First, I’d look to service books and ministers’ manuals, common after the first third of the nineteenth century. Look for services of opening churches and confirmation, which often includes language about membership. Also, Universalists published meaty apologetic works that often had a polity chapter, so you’d have all you need to start a church. Don’t skip the introductions. Look for model bylaws and constitutions, especially among the Universalists; these are easier to find than the local bylaws, but some can be had. Not just for the church and the parish, but for the (after the 1890s) the recommended unified church-parish. And for the state conventions, and how the concepts of fellowship, obeying laws and assented belief have parallels at the local level. Look to the Universalist professions of faith without knee-jerk anti-credalism, such as the 1899 “Five Principles” which begin “conditions of fellowship in this Convention shall be as follows…”

James Freeman Clarke
James Freeman Clarke

Look to what made certain churches and leaders exceptions, so as to see the rule. The preface of the King’s Chapel prayerbook is, among other things, an ecclesiological document. Investigate James Freeman Clarke‘s Church of the Disciples (I’ll come back to him) and the institutionalism of Universalist Elbridge Gerry Brooks’s “new departure.”

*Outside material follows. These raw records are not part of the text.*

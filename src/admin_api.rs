//! The control-plane collaborator this crate talks to: an interface only.
//!
//! Generalizes the `Connector` trait elsewhere in this codebase
//! (`src/connectors/trait_.rs`: async methods returning boxed errors, one
//! impl per third-party provider) to a single external collaborator — the
//! managed database control plane — that callers supply their own
//! implementation of. This crate ships no
//! production implementation beyond the optional `reqwest`-backed one
//! behind the `http-admin-api` feature; the core refresh engine only ever
//! depends on the trait.

use async_trait::async_trait;
use serde::{Deserialize, Serialize};

use crate::instance_name::InstanceName;

/// Instance-level metadata as returned by the control plane: network
/// addresses, the server's CA certificate, and backend classification.
#[derive(Debug, Clone, Serialize, Deserialize)]
pub struct InstanceMetadataResponse {
    /// IP addresses keyed by type, e.g. `"PRIMARY"`, `"PRIVATE"`, `"OUTGOING"`.
    pub ip_addresses: std::collections::HashMap<String, String>,
    /// PEM-encoded CA certificate the server presents during the TLS
    /// handshake.
    pub server_ca_cert_pem: String,
    pub region: String,
    pub backend_type: String,
}

/// A freshly minted client certificate, valid for a short window, issued
/// around the caller-supplied public key.
#[derive(Debug, Clone, Serialize, Deserialize)]
pub struct EphemeralCertificateResponse {
    pub cert_pem: String,
    pub expiration_unix_secs: i64,
}

/// A structured error surfaced by the control plane, distinct from
/// transport-level failures (timeouts, connection refused), which
/// implementations should signal instead via `Err(Box<dyn Error>)`.
#[derive(Debug, Clone, Serialize, Deserialize)]
pub struct AdminApiError {
    pub reason: String,
    pub message: String,
}

impl std::fmt::Display for AdminApiError {
    fn fmt(&self, f: &mut std::fmt::Formatter<'_>) -> std::fmt::Result {
        write!(f, "{} ({})", self.message, self.reason)
    }
}

impl std::error::Error for AdminApiError {}

/// The control-plane API this crate's refresh engine depends on.
///
/// Callers provide their own implementation backed by whatever transport
/// and authentication scheme their control plane requires; this crate never
/// assumes a particular HTTP client or credential scheme beyond what the
/// optional default implementation in [`http`](self) uses.
#[async_trait]
pub trait AdminApiClient: Send + Sync {
    /// Fetches current network and CA metadata for an instance.
    async fn get_instance(
        &self,
        instance: &InstanceName,
    ) -> Result<InstanceMetadataResponse, Box<dyn std::error::Error + Send + Sync>>;

    /// Requests a new ephemeral client certificate for `instance`, signed
    /// around `public_key_pem` (a PKCS#1 `-----BEGIN RSA PUBLIC KEY-----`
    /// block).
    async fn create_ephemeral_certificate(
        &self,
        instance: &InstanceName,
        public_key_pem: &str,
    ) -> Result<EphemeralCertificateResponse, Box<dyn std::error::Error + Send + Sync>>;
}

#[cfg(any(test, feature = "testing"))]
pub mod testing {
    use super::*;
    use std::collections::HashMap as Map;
    use std::sync::Mutex;

    /// An in-memory [`AdminApiClient`] double, grounded on the hand-rolled
    /// `TestConnector` elsewhere in this codebase (`src/connectors/registry.rs`'s test
    /// module): fixed fixtures per instance, with an optional forced error
    /// to exercise the refresh engine's error-classification paths.
    pub struct MockAdminApiClient {
        metadata: Map<String, InstanceMetadataResponse>,
        cert_requests: Mutex<u64>,
        force_error: Option<AdminApiError>,
    }

    impl MockAdminApiClient {
        pub fn new() -> Self {
            MockAdminApiClient {
                metadata: Map::new(),
                cert_requests: Mutex::new(0),
                force_error: None,
            }
        }

        pub fn with_instance(mut self, instance: &InstanceName, meta: InstanceMetadataResponse) -> Self {
            self.metadata.insert(instance.as_str().to_string(), meta);
            self
        }

        pub fn with_forced_error(mut self, error: AdminApiError) -> Self {
            self.force_error = Some(error);
            self
        }

        pub fn cert_request_count(&self) -> u64 {
            *self.cert_requests.lock().unwrap()
        }
    }

    impl Default for MockAdminApiClient {
        fn default() -> Self {
            Self::new()
        }
    }

    #[async_trait]
    impl AdminApiClient for MockAdminApiClient {
        async fn get_instance(
            &self,
            instance: &InstanceName,
        ) -> Result<InstanceMetadataResponse, Box<dyn std::error::Error + Send + Sync>> {
            if let Some(err) = &self.force_error {
                return Err(Box::new(err.clone()));
            }
            self.metadata
                .get(instance.as_str())
                .cloned()
                .ok_or_else(|| -> Box<dyn std::error::Error + Send + Sync> {
                    Box::new(AdminApiError {
                        reason: "notAuthorized".to_string(),
                        message: format!("no fixture registered for instance '{instance}'"),
                    })
                })
        }

        async fn create_ephemeral_certificate(
            &self,
            instance: &InstanceName,
            _public_key_pem: &str,
        ) -> Result<EphemeralCertificateResponse, Box<dyn std::error::Error + Send + Sync>> {
            if let Some(err) = &self.force_error {
                return Err(Box::new(err.clone()));
            }
            *self.cert_requests.lock().unwrap() += 1;
            if !self.metadata.contains_key(instance.as_str()) {
                return Err(Box::new(AdminApiError {
                    reason: "notAuthorized".to_string(),
                    message: format!("no fixture registered for instance '{instance}'"),
                }));
            }
            Ok(EphemeralCertificateResponse {
                cert_pem: mock_leaf_cert_pem(),
                expiration_unix_secs: mock_now_unix() + 3600,
            })
        }
    }

    /// A fixed, non-expired placeholder leaf certificate PEM for tests that
    /// don't need real cryptographic validity (unit tests of the scheduler
    /// state machine). Tests that need a verifiable chain generate their
    /// own via `rcgen` in `tests/`.
    fn mock_leaf_cert_pem() -> String {
        "-----BEGIN CERTIFICATE-----\nMOCK\n-----END CERTIFICATE-----\n".to_string()
    }

    fn mock_now_unix() -> i64 {
        // Tests that care about absolute time use `tokio::time::pause()`
        // and relative durations instead of reading wall-clock time here.
        1_700_000_000
    }

    #[test]
    fn mock_returns_registered_instance_metadata() {
        let instance: InstanceName = "proj:region:inst".parse().unwrap();
        let client = MockAdminApiClient::new().with_instance(
            &instance,
            InstanceMetadataResponse {
                ip_addresses: Map::from([("PRIMARY".to_string(), "10.0.0.1".to_string())]),
                server_ca_cert_pem: "ca".to_string(),
                region: "region".to_string(),
                backend_type: "SECOND_GEN".to_string(),
            },
        );

        let rt = tokio::runtime::Runtime::new().unwrap();
        let result = rt.block_on(client.get_instance(&instance)).unwrap();
        assert_eq!(result.region, "region");
    }

    #[test]
    fn mock_rejects_unknown_instance() {
        let instance: InstanceName = "proj:region:inst".parse().unwrap();
        let client = MockAdminApiClient::new();
        let rt = tokio::runtime::Runtime::new().unwrap();
        let err = rt.block_on(client.get_instance(&instance)).unwrap_err();
        assert!(err.to_string().contains("no fixture registered"));
    }

    #[test]
    fn mock_surfaces_forced_errors() {
        let instance: InstanceName = "proj:region:inst".parse().unwrap();
        let client = MockAdminApiClient::new().with_forced_error(AdminApiError {
            reason: "accessNotConfigured".to_string(),
            message: "API disabled".to_string(),
        });
        let rt = tokio::runtime::Runtime::new().unwrap();
        let err = rt.block_on(client.get_instance(&instance)).unwrap_err();
        assert!(err.to_string().contains("accessNotConfigured"));
    }
}

#[cfg(feature = "http-admin-api")]
pub mod http {
    //! A default `reqwest`-backed [`AdminApiClient`], provided for
    //! convenience; the refresh engine itself never depends on this module.

    use super::*;

    pub struct HttpAdminApiClient {
        base_url: String,
        http: reqwest::Client,
    }

    impl HttpAdminApiClient {
        pub fn new(base_url: impl Into<String>, timeout: std::time::Duration) -> Self {
            HttpAdminApiClient {
                base_url: base_url.into(),
                http: reqwest::Client::builder()
                    .timeout(timeout)
                    .build()
                    .expect("reqwest client configuration is valid"),
            }
        }
    }

    #[async_trait]
    impl AdminApiClient for HttpAdminApiClient {
        async fn get_instance(
            &self,
            instance: &InstanceName,
        ) -> Result<InstanceMetadataResponse, Box<dyn std::error::Error + Send + Sync>> {
            let url = format!(
                "{}/v1/projects/{}/instances/{}",
                self.base_url,
                instance.project_id(),
                instance.instance_id()
            );
            let resp = self.http.get(url).send().await?.error_for_status()?;
            Ok(resp.json::<InstanceMetadataResponse>().await?)
        }

        async fn create_ephemeral_certificate(
            &self,
            instance: &InstanceName,
            public_key_pem: &str,
        ) -> Result<EphemeralCertificateResponse, Box<dyn std::error::Error + Send + Sync>> {
            let url = format!(
                "{}/v1/projects/{}/instances/{}:generateEphemeralCert",
                self.base_url,
                instance.project_id(),
                instance.instance_id()
            );
            let resp = self
                .http
                .post(url)
                .json(&serde_json::json!({ "public_key": public_key_pem }))
                .send()
                .await?
                .error_for_status()?;
            Ok(resp.json::<EphemeralCertificateResponse>().await?)
        }
    }
}
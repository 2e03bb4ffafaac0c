//! Global `tracing` subscriber initialization for the refresh engine.
//!
//! Follows the shape of `telemetry::init_tracing` elsewhere in this
//! codebase: the same idempotent `AtomicBool` guard, `LogTracer` bridge (so
//! any `log::` macros pulled in by a dependency still surface), and
//! env-filter-first-then-configured-level fallback, but driven by
//! [`ConnectorConfig`] instead of an HTTP service's `AppConfig`.

use std::any::type_name_of_val;
use std::sync::atomic::{AtomicBool, Ordering};

use log::LevelFilter;
use thiserror::Error;
use tracing_log::LogTracer;
use tracing_subscriber::{
    EnvFilter, fmt,
    layer::Layer,
    layer::SubscriberExt,
    util::{SubscriberInitExt, TryInitError},
};

use crate::config::ConnectorConfig;

/// Errors that can occur while initializing global telemetry.
#[derive(Debug, Error)]
pub enum LoggingInitError {
    #[error("failed to install log tracer bridge: {0}")]
    LogTracer(#[from] log::SetLoggerError),
    #[error("failed to install tracing subscriber: {0}")]
    Subscriber(#[from] TryInitError),
}

static LOGGING_INITIALIZED: AtomicBool = AtomicBool::new(false);

/// Initializes global tracing/logging exactly once, honoring `RUST_LOG` if
/// set and falling back to `config.log_level` otherwise. Safe to call
/// multiple times (e.g. once per crate embedding this one); later calls are
/// no-ops.
pub fn init_tracing(config: &ConnectorConfig) -> Result<(), LoggingInitError> {
    if LOGGING_INITIALIZED
        .compare_exchange(false, true, Ordering::SeqCst, Ordering::SeqCst)
        .is_err()
    {
        return Ok(());
    }

    if let Err(err) = LogTracer::builder().with_max_level(LevelFilter::Trace).init() {
        let logger_type = type_name_of_val(log::logger());
        if !logger_type.contains("LogTracer") {
            eprintln!(
                "warning: failed to install log tracer bridge: {err}; `log::` macros will not \
                 route through tracing"
            );
        }
    }

    let env_filter =
        EnvFilter::try_from_default_env().unwrap_or_else(|_| EnvFilter::new(&config.log_level));

    let fmt_layer = match config.log_format.as_str() {
        "pretty" => fmt::layer().pretty().boxed(),
        _ => fmt::layer().json().boxed(),
    };

    if let Err(err) = tracing_subscriber::registry()
        .with(env_filter)
        .with(fmt_layer)
        .try_init()
    {
        LOGGING_INITIALIZED.store(false, Ordering::SeqCst);
        eprintln!(
            "warning: failed to set global tracing subscriber: {err}; default subscriber remains \
             in effect"
        );
    }

    Ok(())
}
//! Process-wide ephemeral RSA keypair source.
//!
//! Every instance connection re-uses the same process-wide keypair, since
//! the control plane signs a short-lived certificate around a caller-
//! supplied public key rather than this crate signing anything itself —
//! generating a fresh pair per instance buys no security margin and would
//! multiply the cost of `rsa::RsaPrivateKey::new`'s modulus search for
//! nothing. Lazy initialization and the `OnceLock`-backed singleton follow
//! the same shape as `Registry::global()` elsewhere in this codebase.

use std::fmt;
use std::sync::OnceLock;

use base64::Engine;
use rand::rngs::OsRng;
use rsa::pkcs1::EncodeRsaPublicKey;
use rsa::{RsaPrivateKey, RsaPublicKey};
use zeroize::{Zeroize, ZeroizeOnDrop};
use thiserror::Error;

/// Errors produced while generating or encoding the process keypair.
#[derive(Debug, Error)]
pub enum KeyPairError {
    #[error("RSA key generation failed: {0}")]
    Generation(rsa::Error),
    #[error("RSA public key encoding failed: {0}")]
    Encoding(rsa::pkcs1::Error),
}

/// An RSA private key wrapped so its bytes are wiped on drop.
///
/// Generalizes the `ZeroizingKey` pattern used elsewhere in this codebase
/// (a fixed-size AES key array with `Zeroize`/`ZeroizeOnDrop`) to an RSA
/// private key, where the sensitive material is the DER encoding rather
/// than a byte array.
#[derive(Clone, ZeroizeOnDrop)]
struct ZeroizingPrivateKey {
    #[zeroize(skip)]
    inner: RsaPrivateKey,
    der: Vec<u8>,
}

impl Zeroize for ZeroizingPrivateKey {
    fn zeroize(&mut self) {
        self.der.zeroize();
    }
}

impl fmt::Debug for ZeroizingPrivateKey {
    fn fmt(&self, f: &mut fmt::Formatter<'_>) -> fmt::Result {
        f.debug_struct("ZeroizingPrivateKey").finish_non_exhaustive()
    }
}

/// A generated RSA keypair: a zeroizing private key plus the corresponding
/// public key, which is not secret.
pub struct KeyPair {
    private: ZeroizingPrivateKey,
    public: RsaPublicKey,
}

impl KeyPair {
    fn generate(bits: usize) -> Result<Self, KeyPairError> {
        let private = RsaPrivateKey::new(&mut OsRng, bits).map_err(KeyPairError::Generation)?;
        let public = RsaPublicKey::from(&private);
        let der = private
            .to_pkcs1_der()
            .map_err(KeyPairError::Encoding)?
            .as_bytes()
            .to_vec();
        Ok(KeyPair {
            private: ZeroizingPrivateKey { inner: private, der },
            public,
        })
    }

    /// The private key, for signing the TLS client identity.
    pub fn private_key(&self) -> &RsaPrivateKey {
        &self.private.inner
    }

    /// The public key, in PKCS#1 DER form wrapped as a PEM block, for
    /// inclusion in the ephemeral certificate request (see §6 wire format:
    /// `-----BEGIN RSA PUBLIC KEY-----`, base64 DER hard-wrapped at 64
    /// characters, `-----END RSA PUBLIC KEY-----`).
    pub fn public_key_pem(&self) -> Result<String, KeyPairError> {
        let der = self
            .public
            .to_pkcs1_der()
            .map_err(KeyPairError::Encoding)?;
        Ok(encode_pkcs1_public_pem(der.as_bytes()))
    }
}

impl fmt::Debug for KeyPair {
    fn fmt(&self, f: &mut fmt::Formatter<'_>) -> fmt::Result {
        f.debug_struct("KeyPair").finish_non_exhaustive()
    }
}

fn encode_pkcs1_public_pem(der: &[u8]) -> String {
    let b64 = base64::engine::general_purpose::STANDARD.encode(der);
    let mut out = String::from("-----BEGIN RSA PUBLIC KEY-----\n");
    for chunk in b64.as_bytes().chunks(64) {
        out.push_str(std::str::from_utf8(chunk).expect("base64 output is ASCII"));
        out.push('\n');
    }
    out.push_str("-----END RSA PUBLIC KEY-----\n");
    out
}

/// Lazily generates and caches the process-wide keypair used for every
/// instance's ephemeral certificate requests.
///
/// Mirrors `Registry::global()`'s `OnceLock<Arc<RwLock<...>>>` pattern, but
/// since the keypair is never mutated after generation an `OnceLock<Arc<KeyPair>>`
/// suffices — no interior mutability needed.
pub struct KeyPairSource {
    bits: usize,
}

static KEY_PAIR: OnceLock<std::sync::Arc<KeyPair>> = OnceLock::new();

impl KeyPairSource {
    pub fn new(bits: usize) -> Self {
        KeyPairSource { bits }
    }

    /// Returns the process-wide keypair, generating it on first call.
    ///
    /// Generation can take noticeable wall-clock time for large moduli; the
    /// first caller (typically the first `InstanceRefresher`'s initial
    /// refresh) pays that cost, and every subsequent caller reuses it.
    pub fn get_or_init(&self) -> Result<std::sync::Arc<KeyPair>, KeyPairError> {
        if let Some(existing) = KEY_PAIR.get() {
            return Ok(existing.clone());
        }
        let generated = std::sync::Arc::new(KeyPair::generate(self.bits)?);
        Ok(KEY_PAIR.get_or_init(|| generated).clone())
    }
}
//! Instance connection names: `project:region:instance`.

use std::fmt;
use std::str::FromStr;

use thiserror::Error;

/// A parsed, immutable instance connection name.
///
/// Case is preserved; fields are never normalized, since the control plane
/// treats project/region/instance identifiers as case-sensitive.
#[derive(Debug, Clone, PartialEq, Eq, Hash)]
pub struct InstanceName {
    project_id: String,
    region_id: String,
    instance_id: String,
    raw: String,
}

/// Errors produced while parsing an instance connection name.
#[derive(Debug, Clone, Error, PartialEq, Eq)]
pub enum InstanceNameError {
    #[error(
        "malformed instance connection name '{raw}': expected exactly 3 colon-delimited fields (project:region:instance), found {found}"
    )]
    WrongFieldCount { raw: String, found: usize },
}

impl InstanceName {
    pub fn project_id(&self) -> &str {
        &self.project_id
    }

    pub fn region_id(&self) -> &str {
        &self.region_id
    }

    pub fn instance_id(&self) -> &str {
        &self.instance_id
    }

    /// The original `project:region:instance` string this was parsed from.
    pub fn as_str(&self) -> &str {
        &self.raw
    }
}

impl FromStr for InstanceName {
    type Err = InstanceNameError;

    fn from_str(raw: &str) -> Result<Self, Self::Err> {
        let parts: Vec<&str> = raw.split(':').collect();
        if parts.len() != 3 {
            return Err(InstanceNameError::WrongFieldCount {
                raw: raw.to_string(),
                found: parts.len(),
            });
        }

        Ok(InstanceName {
            project_id: parts[0].to_string(),
            region_id: parts[1].to_string(),
            instance_id: parts[2].to_string(),
            raw: raw.to_string(),
        })
    }
}

impl fmt::Display for InstanceName {
    fn fmt(&self, f: &mut fmt::Formatter<'_>) -> fmt::Result {
        f.write_str(&self.raw)
    }
}

impl TryFrom<&str> for InstanceName {
    type Error = InstanceNameError;

    fn try_from(value: &str) -> Result<Self, Self::Error> {
        value.parse()
    }
}

impl TryFrom<String> for InstanceName {
    type Error = InstanceNameError;

    fn try_from(value: String) -> Result<Self, Self::Error> {
        value.parse()
    }
}

#[cfg(test)]
mod tests {
    use super::*;

    #[test]
    fn parses_well_formed_name() {
        let name: InstanceName = "my-project:us-east1:my-instance".parse().unwrap();
        assert_eq!(name.project_id(), "my-project");
        assert_eq!(name.region_id(), "us-east1");
        assert_eq!(name.instance_id(), "my-instance");
        assert_eq!(name.as_str(), "my-project:us-east1:my-instance");
    }

    #[test]
    fn preserves_case() {
        let name: InstanceName = "MyProject:US-East1:MyInstance".parse().unwrap();
        assert_eq!(name.project_id(), "MyProject");
        assert_eq!(name.region_id(), "US-East1");
    }

    #[test]
    fn rejects_zero_fields() {
        let err = "".parse::<InstanceName>().unwrap_err();
        assert!(matches!(err, InstanceNameError::WrongFieldCount { found: 1, .. }));
    }

    #[test]
    fn rejects_one_field() {
        let err = "p".parse::<InstanceName>().unwrap_err();
        assert!(matches!(err, InstanceNameError::WrongFieldCount { found: 1, .. }));
    }

    #[test]
    fn rejects_two_fields() {
        let err = "p:r".parse::<InstanceName>().unwrap_err();
        assert!(matches!(err, InstanceNameError::WrongFieldCount { found: 2, .. }));
    }

    #[test]
    fn rejects_four_fields() {
        let err = "p:r:i:extra".parse::<InstanceName>().unwrap_err();
        assert!(matches!(err, InstanceNameError::WrongFieldCount { found: 4, .. }));
    }

    #[test]
    fn display_round_trips_raw_string() {
        let name: InstanceName = "p:r:i".parse().unwrap();
        assert_eq!(name.to_string(), "p:r:i");
    }
}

Consider that the law itself has shaped our ecclesiology, even if we don’t talk about it past the Cambridge Platform. There’s the ad-hoc and minimalistic ecclesiology of first generation Universalists. The Dedham Decision, naturally. But also laws that forbade religious congregations from incorporating early on; what was their alternative? (Virginia was the last (PDF) give this up, in 2002.) And the very idea of tax exemption…

There’s more, but that’s enough to digest now.